Given the name, it’s not surprising the Focus Active-rivalling SUV is based on the Ceed family hatchback. However, unlike Ford with the Focus Active or Škoda with the Octavia Scout or even Volvo with its V40 Cross Country models, Kia believes the segment is worth the additional investment to give provide drivers with car that goes beyond raised suspension and plastic cladding. The only body panels the XCeed shares with the Ceed are the front doors. The XCeed is longer, taller and wider than the Ceed, and, just look at the pictures, a whole lot more interesting. Possibly even more exciting.
The styling changes go as far as to include new LED front headlights, standard across the line-up, and new tail-lights too. The additional length means there’s more room in the boot (426 litres) than the hatch, but less than either the Proceed or the Ceed estate.
The raised suspension with softer springs also means there’s greater ground clearance, up 44mm, over the regular Ceed hatch. This, plus some additional tech to improve ride comfort over potholes and uneven ground, including hydraulic bump-stops, mean the XCeed will navigate tougher terrain far better than it’s sibling cars.
However, Kia hasn’t opted to change the car’s drive system, so power still goes through the front wheels and there isn’t even a clever traction-control system for added off-road grip, so don’t be fooled by the looks. In snow or slippery grass the XCeed will have no more traction than the rest of the Ceed range.

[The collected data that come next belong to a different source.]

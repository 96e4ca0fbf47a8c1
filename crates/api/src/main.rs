use std::net::SocketAddr;
use std::sync::Arc;
use std::time::Duration;

use tracing_subscriber::{layer::SubscriberExt, util::SubscriberInitExt};

use atelier_api::config::{DeliveryMode, ServerConfig};
use atelier_api::router::build_app_router;
use atelier_api::state::AppState;
use atelier_replicate::{ImageGenerator, ReplicateClient};
use atelier_store::{JobStore, MemoryJobStore};
use atelier_worker::reconciler::Reconciler;

#[tokio::main]
async fn main() {
    dotenvy::dotenv().ok();

    // --- Tracing ---
    tracing_subscriber::registry()
        .with(
            tracing_subscriber::EnvFilter::try_from_default_env()
                .unwrap_or_else(|_| "atelier_api=debug,atelier_worker=debug,tower_http=debug".into()),
        )
        .with(tracing_subscriber::fmt::layer())
        .init();

    // --- Configuration ---
    let config = ServerConfig::from_env();
    tracing::info!(host = %config.host, port = %config.port, "Loaded server configuration");

    if config.generation.replicate_api_token.is_empty() {
        tracing::warn!(
            "REPLICATE_API_TOKEN is not set; generation attempts will fail at the provider"
        );
    }

    // --- Job store ---
    let store: Arc<dyn JobStore> = Arc::new(MemoryJobStore::new());

    // --- Replicate client ---
    let mut client = ReplicateClient::new(
        config.generation.replicate_api_url.clone(),
        config.generation.replicate_api_token.clone(),
    );
    if let Some(base) = &config.generation.webhook_base_url {
        client = client.with_webhook_base(base.clone());
    }
    let generator: Arc<dyn ImageGenerator> = Arc::new(client);

    // --- Reconciler (webhook mode only) ---
    let reconciler_cancel = tokio_util::sync::CancellationToken::new();
    let reconciler_handle = if config.generation.delivery == DeliveryMode::Webhook {
        let reconciler = Reconciler::new(Arc::clone(&store), Arc::clone(&generator));
        let cancel = reconciler_cancel.clone();
        tracing::info!("Reconciler started");
        Some(tokio::spawn(reconciler.run(cancel)))
    } else {
        None
    };

    // --- App state ---
    let state = AppState {
        store,
        generator,
        config: Arc::new(config.clone()),
    };

    // --- Router ---
    let app = build_app_router(state, &config);

    // --- Start server ---
    let addr = SocketAddr::new(
        config.host.parse().expect("Invalid HOST address"),
        config.port,
    );
    tracing::info!(%addr, "Starting server");

    let listener = tokio::net::TcpListener::bind(addr)
        .await
        .expect("Failed to bind to address");

    axum::serve(listener, app)
        .with_graceful_shutdown(shutdown_signal())
        .await
        .expect("Server error");

    // --- Post-shutdown cleanup ---
    tracing::info!("Server stopped accepting connections, cleaning up");

    if let Some(handle) = reconciler_handle {
        reconciler_cancel.cancel();
        let _ = tokio::time::timeout(Duration::from_secs(5), handle).await;
        tracing::info!("Reconciler stopped");
    }

    tracing::info!("Graceful shutdown complete");
}

/// Wait for a termination signal to initiate graceful shutdown.
///
/// Handles both SIGINT (Ctrl-C) and SIGTERM (on Unix) so the server
/// shuts down cleanly whether stopped interactively or by a process
/// manager (e.g. systemd, Docker, Kubernetes).
async fn shutdown_signal() {
    let ctrl_c = async {
        tokio::signal::ctrl_c()
            .await
            .expect("Failed to install Ctrl-C handler");
    };

    #[cfg(unix)]
    let terminate = async {
        tokio::signal::unix::signal(tokio::signal::unix::SignalKind::terminate())
            .expect("Failed to install SIGTERM handler")
            .recv()
            .await;
    };

    #[cfg(not(unix))]
    let terminate = std::future::pending::<()>();

    tokio::select! {
        () = ctrl_c => {
            tracing::info!("Received SIGINT (Ctrl-C), starting graceful shutdown");
        }
        () = terminate => {
            tracing::info!("Received SIGTERM, starting graceful shutdown");
        }
    }
}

The revisions to the suspension work well. The XCeed’s ride comfort is impressive in the class. It’s particularly good at absorbing road imperfections from potholes and speedbumps without noise or fuss in terms of kick-back through the steering.
Oddly, Kia claims there’s no more body roll than the rest of the Ceed range, despite 7% softer springs at the front and 4% softer at the rear. The XCeed is not a sporty car and feels more inclined to lean on a twisty b-road. For the rest of the time, be that motorway or town driving, the car is XCeed-ingly (sorry, not sorry) comfortable.
The steering is light and not particularly blessed with driver feedback, but turn-in is reassuringly immediate and the car is easy to position accurately on the road.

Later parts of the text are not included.